*REQUIRED ACTION*: From the material below, give the number of lines that hold the string "bool" and nothing further.
Content starts
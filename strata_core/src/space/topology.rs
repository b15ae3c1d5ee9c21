//! Cartesian process grids and compass neighborhoods.

use crate::error::{Result, RuntimeError};
use crate::space::geometry::{Bounds, Coord, Point};
use serde::{Deserialize, Serialize};
use std::collections::BTreeSet;
use strata_env::Rank;

/// The eight compass directions around a partition. North is the low-y
/// side.
#[derive(Debug, Clone, Copy, PartialEq, Eq, Hash, PartialOrd, Ord, Serialize, Deserialize)]
pub enum Direction {
    East,
    West,
    North,
    South,
    NorthEast,
    NorthWest,
    SouthEast,
    SouthWest,
}

impl Direction {
    /// All directions, in buffer-sync tag order.
    pub const ALL: [Direction; 8] = [
        Direction::East,
        Direction::West,
        Direction::North,
        Direction::South,
        Direction::NorthEast,
        Direction::NorthWest,
        Direction::SouthEast,
        Direction::SouthWest,
    ];

    /// Position in `ALL`.
    pub fn index(self) -> usize {
        self as usize
    }

    pub fn opposite(self) -> Direction {
        match self {
            Direction::East => Direction::West,
            Direction::West => Direction::East,
            Direction::North => Direction::South,
            Direction::South => Direction::North,
            Direction::NorthEast => Direction::SouthWest,
            Direction::NorthWest => Direction::SouthEast,
            Direction::SouthEast => Direction::NorthWest,
            Direction::SouthWest => Direction::NorthEast,
        }
    }

    /// Step in process-grid coordinates.
    pub fn offset(self) -> [i64; 2] {
        match self {
            Direction::East => [1, 0],
            Direction::West => [-1, 0],
            Direction::North => [0, -1],
            Direction::South => [0, 1],
            Direction::NorthEast => [1, -1],
            Direction::NorthWest => [-1, -1],
            Direction::SouthEast => [1, 1],
            Direction::SouthWest => [-1, 1],
        }
    }
}

/// A neighboring partition.
#[derive(Debug, Clone, Copy, PartialEq)]
pub struct Neighbor {
    pub rank: Rank,
    pub direction: Direction,
    pub bounds: Bounds,
}

/// The neighbors of one partition. Directions without a partition (domain
/// edges of a non-periodic space) are absent.
#[derive(Debug, Clone, Default)]
pub struct Neighbors {
    slots: [Option<Neighbor>; 8],
}

impl Neighbors {
    pub fn get(&self, direction: Direction) -> Option<&Neighbor> {
        self.slots[direction.index()].as_ref()
    }

    pub fn iter(&self) -> impl Iterator<Item = &Neighbor> + '_ {
        self.slots.iter().flatten()
    }

    /// Neighbor whose bounds contain `point`.
    pub fn find_containing<T: Coord>(&self, point: &Point<T>) -> Option<&Neighbor> {
        self.iter().find(|n| n.bounds.contains(point))
    }

    pub fn ranks(&self) -> BTreeSet<Rank> {
        self.iter().map(|n| n.rank).collect()
    }
}

/// Maps ranks onto equal tiles of a global domain.
///
/// Ranks are laid out x-fastest: `rank = y * procs_x + x`.
///
/// ```text
///   procs = [2, 2]           y
///   ┌────────┬────────┐      │
///   │ rank 0 │ rank 1 │      ▼  (North = low y)
///   ├────────┼────────┤
///   │ rank 2 │ rank 3 │
///   └────────┴────────┘
/// ```
#[derive(Debug, Clone, PartialEq)]
pub struct CartesianTopology {
    procs: [usize; 2],
    global: Bounds,
    periodic: bool,
    local_extent: [f64; 2],
}

impl CartesianTopology {
    /// Creates a 2-D topology.
    ///
    /// # Errors
    /// `IndivisibleExtent` if an axis does not split evenly, `Topology` for
    /// an empty process grid or domain.
    pub fn new(procs: [usize; 2], global: Bounds, periodic: bool) -> Result<Self> {
        let extent = global.extent();
        let mut local_extent = [0.0; 2];
        for axis in 0..2 {
            if procs[axis] == 0 {
                return Err(RuntimeError::topology(format!("no processes on axis {}", axis)));
            }
            if extent[axis] <= 0.0 {
                return Err(RuntimeError::topology(format!("empty domain on axis {}", axis)));
            }
            let share = extent[axis] / procs[axis] as f64;
            if share.fract() != 0.0 {
                return Err(RuntimeError::IndivisibleExtent {
                    axis,
                    extent: extent[axis],
                    procs: procs[axis],
                });
            }
            local_extent[axis] = share;
        }
        Ok(Self {
            procs,
            global,
            periodic,
            local_extent,
        })
    }

    /// Creates a topology from per-dimension slices (one or two entries).
    /// A 1-D layout becomes a single process row.
    pub fn from_dims(
        procs: &[usize],
        origin: &[f64],
        extent: &[f64],
        periodic: bool,
    ) -> Result<Self> {
        let dims = procs.len();
        if dims > 2 || origin.len() > 2 || extent.len() > 2 {
            return Err(RuntimeError::TooManyDimensions(dims.max(origin.len()).max(extent.len())));
        }
        if dims == 0 || origin.len() != dims || extent.len() != dims {
            return Err(RuntimeError::topology(
                "process grid, origin and extent must agree in length",
            ));
        }
        let pad = |values: &[f64], fill: f64| [values[0], values.get(1).copied().unwrap_or(fill)];
        let procs = [procs[0], procs.get(1).copied().unwrap_or(1)];
        Self::new(procs, Bounds::new(pad(origin, 0.0), pad(extent, 1.0)), periodic)
    }

    pub fn procs(&self) -> [usize; 2] {
        self.procs
    }

    /// Number of ranks the topology spans.
    pub fn size(&self) -> usize {
        self.procs[0] * self.procs[1]
    }

    pub fn global(&self) -> &Bounds {
        &self.global
    }

    pub fn is_periodic(&self) -> bool {
        self.periodic
    }

    /// Process-grid coordinates of `rank`.
    pub fn coordinates(&self, rank: Rank) -> [usize; 2] {
        [rank % self.procs[0], rank / self.procs[0]]
    }

    /// Rank at process-grid coordinates, wrapping when periodic.
    pub fn rank_at(&self, coords: [i64; 2]) -> Option<Rank> {
        let mut wrapped = [0usize; 2];
        for axis in 0..2 {
            let n = self.procs[axis] as i64;
            let c = coords[axis];
            wrapped[axis] = if (0..n).contains(&c) {
                c as usize
            } else if self.periodic {
                c.rem_euclid(n) as usize
            } else {
                return None;
            };
        }
        Some(wrapped[1] * self.procs[0] + wrapped[0])
    }

    /// Tile owned by `rank`.
    pub fn bounds_of(&self, rank: Rank) -> Bounds {
        let coords = self.coordinates(rank);
        let origin = self.global.origin();
        Bounds::new(
            [
                origin[0] + coords[0] as f64 * self.local_extent[0],
                origin[1] + coords[1] as f64 * self.local_extent[1],
            ],
            self.local_extent,
        )
    }

    /// Rank whose tile contains `point`.
    pub fn rank_containing<T: Coord>(&self, point: &Point<T>) -> Option<Rank> {
        if !self.global.contains(point) {
            return None;
        }
        let p = point.to_f64();
        let origin = self.global.origin();
        let x = ((p[0] - origin[0]) / self.local_extent[0]).floor() as i64;
        let y = ((p[1] - origin[1]) / self.local_extent[1]).floor() as i64;
        self.rank_at([x, y])
    }

    /// Neighbor of `rank` in `direction`; never `rank` itself.
    pub fn neighbor(&self, rank: Rank, direction: Direction) -> Option<Rank> {
        let coords = self.coordinates(rank);
        let step = direction.offset();
        let target = self.rank_at([coords[0] as i64 + step[0], coords[1] as i64 + step[1]])?;
        (target != rank).then_some(target)
    }

    /// All neighbors of `rank`.
    pub fn neighbors(&self, rank: Rank) -> Neighbors {
        let mut neighbors = Neighbors::default();
        for direction in Direction::ALL {
            if let Some(n) = self.neighbor(rank, direction) {
                neighbors.slots[direction.index()] = Some(Neighbor {
                    rank: n,
                    direction,
                    bounds: self.bounds_of(n),
                });
            }
        }
        neighbors
    }
}

/// Strip of `local`, `buffer` wide, that is mirrored to the neighbor in
/// `direction`. Diagonal strips are the corner where both adjacent strips
/// overlap.
pub fn buffer_strip(local: &Bounds, buffer: f64, direction: Direction) -> Bounds {
    let [ox, oy] = local.origin();
    let [ex, ey] = local.extent();
    let slab = |d: Direction| match d {
        Direction::East => Bounds::new([ox + ex - buffer, oy], [buffer, ey]),
        Direction::West => Bounds::new([ox, oy], [buffer, ey]),
        Direction::North => Bounds::new([ox, oy], [ex, buffer]),
        Direction::South => Bounds::new([ox, oy + ey - buffer], [ex, buffer]),
        _ => *local,
    };
    let (horizontal, vertical) = match direction {
        Direction::NorthEast => (Direction::East, Direction::North),
        Direction::NorthWest => (Direction::West, Direction::North),
        Direction::SouthEast => (Direction::East, Direction::South),
        Direction::SouthWest => (Direction::West, Direction::South),
        axis => return slab(axis),
    };
    slab(horizontal)
        .intersection(&slab(vertical))
        .unwrap_or_else(|| Bounds::new([ox, oy], [0.0, 0.0]))
}

#[cfg(test)]
mod tests {
    use super::*;
    use proptest::prelude::*;

    fn two_by_two(periodic: bool) -> CartesianTopology {
        CartesianTopology::new([2, 2], Bounds::new([0.0, 0.0], [40.0, 60.0]), periodic).unwrap()
    }

    #[test]
    fn test_bounds_of_ranks() {
        let topo = two_by_two(false);
        assert_eq!(topo.bounds_of(0), Bounds::new([0.0, 0.0], [20.0, 30.0]));
        assert_eq!(topo.bounds_of(1), Bounds::new([20.0, 0.0], [20.0, 30.0]));
        assert_eq!(topo.bounds_of(2), Bounds::new([0.0, 30.0], [20.0, 30.0]));
        assert_eq!(topo.bounds_of(3), Bounds::new([20.0, 30.0], [20.0, 30.0]));
    }

    #[test]
    fn test_neighbors_non_periodic() {
        let topo = two_by_two(false);
        let n = topo.neighbors(0);
        assert_eq!(n.get(Direction::East).map(|n| n.rank), Some(1));
        assert_eq!(n.get(Direction::South).map(|n| n.rank), Some(2));
        assert_eq!(n.get(Direction::SouthEast).map(|n| n.rank), Some(3));
        assert!(n.get(Direction::West).is_none());
        assert!(n.get(Direction::North).is_none());
        assert!(n.get(Direction::NorthEast).is_none());
        assert_eq!(n.ranks(), BTreeSet::from([1, 2, 3]));
    }

    #[test]
    fn test_neighbors_periodic_wrap() {
        let global = Bounds::new([0.0, 0.0], [30.0, 10.0]);
        let topo = CartesianTopology::new([3, 1], global, true).unwrap();
        assert_eq!(topo.neighbor(0, Direction::West), Some(2));
        assert_eq!(topo.neighbor(2, Direction::East), Some(0));
        // A single process row never neighbors itself.
        assert_eq!(topo.neighbor(0, Direction::North), None);
        assert_eq!(topo.neighbor(0, Direction::NorthEast), Some(1));
    }

    #[test]
    fn test_indivisible_extent() {
        let global = Bounds::new([0.0, 0.0], [40.0, 10.0]);
        let err = CartesianTopology::new([3, 1], global, false).unwrap_err();
        assert!(matches!(err, RuntimeError::IndivisibleExtent { axis: 0, procs: 3, .. }));
    }

    #[test]
    fn test_from_dims() {
        let topo = CartesianTopology::from_dims(&[4], &[0.0], &[100.0], false).unwrap();
        assert_eq!(topo.procs(), [4, 1]);
        assert_eq!(topo.bounds_of(3), Bounds::new([75.0, 0.0], [25.0, 1.0]));

        let err =
            CartesianTopology::from_dims(&[2, 2, 2], &[0.0; 3], &[8.0; 3], false).unwrap_err();
        assert!(matches!(err, RuntimeError::TooManyDimensions(3)));
    }

    #[test]
    fn test_rank_containing() {
        let topo = two_by_two(false);
        assert_eq!(topo.rank_containing(&Point::new(19i64, 29)), Some(0));
        assert_eq!(topo.rank_containing(&Point::new(20i64, 29)), Some(1));
        assert_eq!(topo.rank_containing(&Point::new(25.5f64, 59.9)), Some(3));
        assert_eq!(topo.rank_containing(&Point::new(40i64, 0)), None);
    }

    #[test]
    fn test_opposites_pair_up() {
        for d in Direction::ALL {
            assert_eq!(d.opposite().opposite(), d);
            let [x, y] = d.offset();
            let [ox, oy] = d.opposite().offset();
            assert_eq!((x + ox, y + oy), (0, 0));
        }
    }

    proptest! {
        #[test]
        fn test_tiles_partition_the_domain(
            px in 1usize..5,
            py in 1usize..5,
            x in 0i64..60,
            y in 0i64..60,
        ) {
            let topo = CartesianTopology::new(
                [px, py],
                Bounds::new([0.0, 0.0], [60.0, 60.0]),
                false,
            ).unwrap();
            let point = Point::new(x, y);
            let owners: Vec<Rank> = (0..topo.size())
                .filter(|&r| topo.bounds_of(r).contains(&point))
                .collect();
            prop_assert_eq!(owners.len(), 1);
            prop_assert_eq!(topo.rank_containing(&point), Some(owners[0]));
        }

        #[test]
        fn test_neighbor_relation_is_symmetric(rank in 0usize..12, periodic in any::<bool>()) {
            let topo = CartesianTopology::new(
                [4, 3],
                Bounds::new([0.0, 0.0], [40.0, 30.0]),
                periodic,
            ).unwrap();
            for d in Direction::ALL {
                if let Some(n) = topo.neighbor(rank, d) {
                    prop_assert_eq!(topo.neighbor(n, d.opposite()), Some(rank));
                }
            }
        }
    }
}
Content ends
*YOUR SOLUTION*: 6